Они как-то неожиданно для себя перешли на «ты», словно были знакомы уже целую вечность.
– Йохан, пожалуйста, а ты не мог бы сыграть мне эту чудесную зорю еще раз? – Марта умоляюще сложила ладошки и посмотрела на Йохана с забавным видом маленькой девочки, которая выпрашивает лакомство. – Мне так хочется послушать!
– Как можно, Марта! – придал себе напускной суровости Йохан. – Согласно артикулу, зорю не пристало теперь исполнять до вечерней поверки…
– Йохан, ну пожалуйста! Для меня!..
– А, ладно!! Для тебя – что угодно, Марта! – В Йохане вдруг проснулся мальчишка-сорванец, и к тому же безумно влюбленный. – Подержи-ка коня! Сумеешь?
– Еще бы! Меня вообще все животные любят: и лошади, и коровы, и собаки, и коты, и даже мышь, которая живет в норке за камином! – похвасталась Марта. Она ловко взяла строевого коня Йохана под уздцы, ласково поглаживая его по черному мокрому храпу. Йохан принял самую картинную позу, которую только мог, – наверное, ее оценили бы даже поседевшие в походах ветераны на плац-параде в Стокгольме – и вновь прилежно вывел «зорю». На сей раз он играл вполсилы, чтобы не пострадали нежные ушки девушки.
В двух кварталах от площади четверо драгун, которые только что принялись за круг кровяной колбасы со свежевыпеченным хлебом, отложили трапезу:
– Ого, наш Йохан дудит во второй раз! Не иначе этого молокососа Вульфа снова понесло проверять квартиры. А ну-ка, ребята, щетки да скребки в руки – и к лошадкам!
Йохан принял от Марты повод и церемонно поцеловал ей руку:
– А теперь, милая фрекен Марта, я вынужден раскланяться. Мне надо поскорее уехать отсюда, пока не примчался разгневанный дежурный офицер! И желательно покататься пару часиков где-нибудь за городом, чтоб страсти улеглись…
Живое личико Марты изобразило гримаску воплощенного раскаяния:
– О, Йохан, я меньше всего желала навлечь на тебя неприятности! Я – просто капризная противная девчонка… Прости меня, пожалуйста!
– Конечно же, прощу, Марта, – весело сказал он, занося ногу в стремя. – Но при одном условии!
– Проси о чем хочешь! – воскликнула девушка, но, спохватившись, добавила: – Конечно, если порядочной девушке будет прилично исполнить эту просьбу…

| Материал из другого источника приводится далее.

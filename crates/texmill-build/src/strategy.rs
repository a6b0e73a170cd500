use crate::request::CompileRequest;
use serde::Serialize;
use std::path::{Path, PathBuf};
use texmill_core::toolchain::ToolResolver;
use texmill_core::{paths, Result, WorkspacePolicy};
use texmill_log::{Diagnostic, DiagnosticCode};

pub const LATEXMK: &str = "latexmk";

/// How a compile is carried out, decided once per request.
#[derive(Debug, Clone, PartialEq, Eq, Serialize)]
#[serde(tag = "kind", rename_all = "lowercase")]
pub enum BuildStrategy {
    /// latexmk sequences engine and bibliography passes itself.
    Managed { latexmk: PathBuf },
    /// Engine, optional biber/bibtex, engine again.
    Direct { engine: PathBuf },
}

impl BuildStrategy {
    pub fn select(resolver: &dyn ToolResolver, req: &CompileRequest) -> Self {
        match resolver.resolve(LATEXMK) {
            Some(latexmk) => BuildStrategy::Managed { latexmk },
            None => BuildStrategy::Direct {
                engine: resolver.resolve_or_name(req.engine.executable()),
            },
        }
    }
}

/// A [`CompileRequest`] after workspace checks and path normalization.
///
/// `request.shell_escape` holds the effective value: a request the policy
/// refuses is downgraded and the downgrade recorded in `warnings`.
#[derive(Debug, Clone)]
pub struct PreparedRequest {
    pub request: CompileRequest,
    pub warnings: Vec<Diagnostic>,
}

impl PreparedRequest {
    /// # Errors
    ///
    /// [`texmill_core::Error::OutsideWorkspace`] when the root or output
    /// directory escapes the workspace.
    pub fn new(req: &CompileRequest, policy: &WorkspacePolicy) -> Result<Self> {
        let mut request = req.clone();
        request.root = policy.ensure_inside(&req.root)?;
        request.out_dir = match &req.out_dir {
            Some(dir) => Some(policy.ensure_inside(dir)?),
            None => None,
        };

        let mut warnings = Vec::new();
        if request.shell_escape && !policy.allow_shell_escape {
            log::warn!(
                "shell escape requested for {} but disabled by policy",
                request.root.display()
            );
            request.shell_escape = false;
            warnings.push(
                Diagnostic::warning("Shell escape was requested but is disabled by workspace policy; compiling without it.")
                    .with_code(DiagnosticCode::ShellEscapeDisabled)
                    .with_hint("Set allowShellEscape in .texmill.json or TEXMILL_ALLOW_SHELL_ESCAPE=1 to permit -shell-escape."),
            );
        }

        Ok(Self { request, warnings })
    }

    pub fn root(&self) -> &Path {
        &self.request.root
    }

    /// Directory holding generated artifacts.
    pub fn artifact_dir(&self) -> PathBuf {
        match &self.request.out_dir {
            Some(dir) => dir.clone(),
            None => paths::parent_dir(&self.request.root),
        }
    }

    pub fn job_base(&self) -> String {
        paths::job_base(&self.request.root, self.request.jobname.as_deref())
    }

    pub fn artifact(&self, ext: &str) -> PathBuf {
        paths::artifact_path(
            &self.request.root,
            self.request.out_dir.as_deref(),
            self.request.jobname.as_deref(),
            ext,
        )
    }

    pub fn pdf_path(&self) -> PathBuf {
        self.artifact("pdf")
    }

    fn latexmk_common(&self) -> Vec<String> {
        let req = &self.request;
        let mut args = Vec::new();
        if let Some(out) = &req.out_dir {
            args.push(format!("-outdir={}", out.display()));
        }
        if req.synctex {
            args.push("-synctex=1".into());
        }
        if req.shell_escape {
            args.push("-shell-escape".into());
        }
        if req.halt_on_error {
            args.push("-halt-on-error".into());
        }
        if let Some(job) = &req.jobname {
            args.push(format!("-jobname={}", job));
        }
        args.push(req.engine.latexmk_switch().into());
        args.push(format!("-interaction={}", req.interaction.as_str()));
        args
    }

    /// Arguments for a one-shot latexmk build.
    pub fn latexmk_args(&self) -> Vec<String> {
        let mut args = self.latexmk_common();
        args.push(self.request.root.display().to_string());
        args
    }

    /// Arguments for a persistent `latexmk -pvc` session.
    pub fn watch_args(&self) -> Vec<String> {
        let mut args = self.latexmk_common();
        args.push("-pvc".into());
        args.push(self.request.root.display().to_string());
        args
    }

    /// Arguments for one direct engine pass.
    pub fn engine_args(&self) -> Vec<String> {
        let req = &self.request;
        let mut args = Vec::new();
        if req.synctex {
            args.push("-synctex=1".into());
        }
        args.push(format!("-interaction={}", req.interaction.as_str()));
        if req.shell_escape {
            args.push("-shell-escape".into());
        }
        if req.halt_on_error {
            args.push("-halt-on-error".into());
        }
        if let Some(job) = &req.jobname {
            args.push(format!("-jobname={}", job));
        }
        if let Some(out) = &req.out_dir {
            args.push(format!("-output-directory={}", out.display()));
        }
        args.push(req.root.display().to_string());
        args
    }
}

#[cfg(test)]
mod tests {
    use super::*;
    use texmill_core::Engine;
    use texmill_core::toolchain::StaticResolver;

    #[test]
    fn test_strategy_selection() {
        let req = CompileRequest::new("main.tex");
        let with = StaticResolver::new().with_tool("latexmk", "/tex/latexmk");
        assert_eq!(
            BuildStrategy::select(&with, &req),
            BuildStrategy::Managed {
                latexmk: PathBuf::from("/tex/latexmk")
            }
        );

        let mut req = CompileRequest::new("main.tex");
        req.engine = Engine::Xelatex;
        let without = StaticResolver::new();
        assert_eq!(
            BuildStrategy::select(&without, &req),
            BuildStrategy::Direct {
                engine: PathBuf::from("xelatex")
            }
        );
    }

    #[test]
    fn test_shell_escape_downgrade() {
        let mut req = CompileRequest::new("main.tex");
        req.shell_escape = true;

        let denied = PreparedRequest::new(&req, &WorkspacePolicy::unrestricted()).unwrap();
        assert!(!denied.request.shell_escape);
        assert_eq!(denied.warnings.len(), 1);
        assert_eq!(denied.warnings[0].code, Some(DiagnosticCode::ShellEscapeDisabled));
        assert!(!denied.latexmk_args().contains(&"-shell-escape".to_string()));

        let policy = WorkspacePolicy {
            allow_shell_escape: true,
            ..WorkspacePolicy::unrestricted()
        };
        let allowed = PreparedRequest::new(&req, &policy).unwrap();
        assert!(allowed.warnings.is_empty());
        assert!(allowed.engine_args().contains(&"-shell-escape".to_string()));
    }

    #[test]
    #[cfg(unix)]
    fn test_latexmk_argument_order() {
        let mut req = CompileRequest::new("/w/thesis.tex");
        req.engine = Engine::Lualatex;
        req.out_dir = Some("/w/build".into());
        req.halt_on_error = true;
        req.jobname = Some("final".into());

        let p = PreparedRequest::new(&req, &WorkspacePolicy::unrestricted()).unwrap();
        assert_eq!(
            p.latexmk_args(),
            vec![
                "-outdir=/w/build",
                "-synctex=1",
                "-halt-on-error",
                "-jobname=final",
                "-pdflua",
                "-interaction=nonstopmode",
                "/w/thesis.tex",
            ]
        );
        assert_eq!(p.watch_args()[6], "-pvc");
        assert_eq!(p.pdf_path(), PathBuf::from("/w/build/final.pdf"));
    }

    #[test]
    #[cfg(unix)]
    fn test_engine_arguments() {
        let mut req = CompileRequest::new("/w/a.tex");
        req.synctex = false;
        req.out_dir = Some("/w/out".into());
        let p = PreparedRequest::new(&req, &WorkspacePolicy::unrestricted()).unwrap();
        assert_eq!(
            p.engine_args(),
            vec!["-interaction=nonstopmode", "-output-directory=/w/out", "/w/a.tex"]
        );
        assert_eq!(p.artifact("aux"), PathBuf::from("/w/out/a.aux"));
    }

    #[test]
    #[cfg(unix)]
    fn test_paths_outside_workspace_are_rejected() {
        let policy = WorkspacePolicy::with_root("/w");
        assert!(PreparedRequest::new(&CompileRequest::new("/etc/x.tex"), &policy).is_err());

        let mut req = CompileRequest::new("/w/a.tex");
        req.out_dir = Some("/tmp/out".into());
        assert!(PreparedRequest::new(&req, &policy).is_err());
    }
}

– А вот и нет! Потому что я хочу потребовать от тебя ответа на один ужасно неприличный вопрос: где и когда мы снова увидимся?
Марта рассмеялась звонким искрящимся смехом:
– Какие же вы все, военные, все-таки повесы! Ну, так и быть… Жди меня завтра после полудня вон в той улочке у третьего дома. Там на вывеске нарисован серый гусь! Только ты обязательно приходи вовремя, потому что неприлично заставлять даму ждать!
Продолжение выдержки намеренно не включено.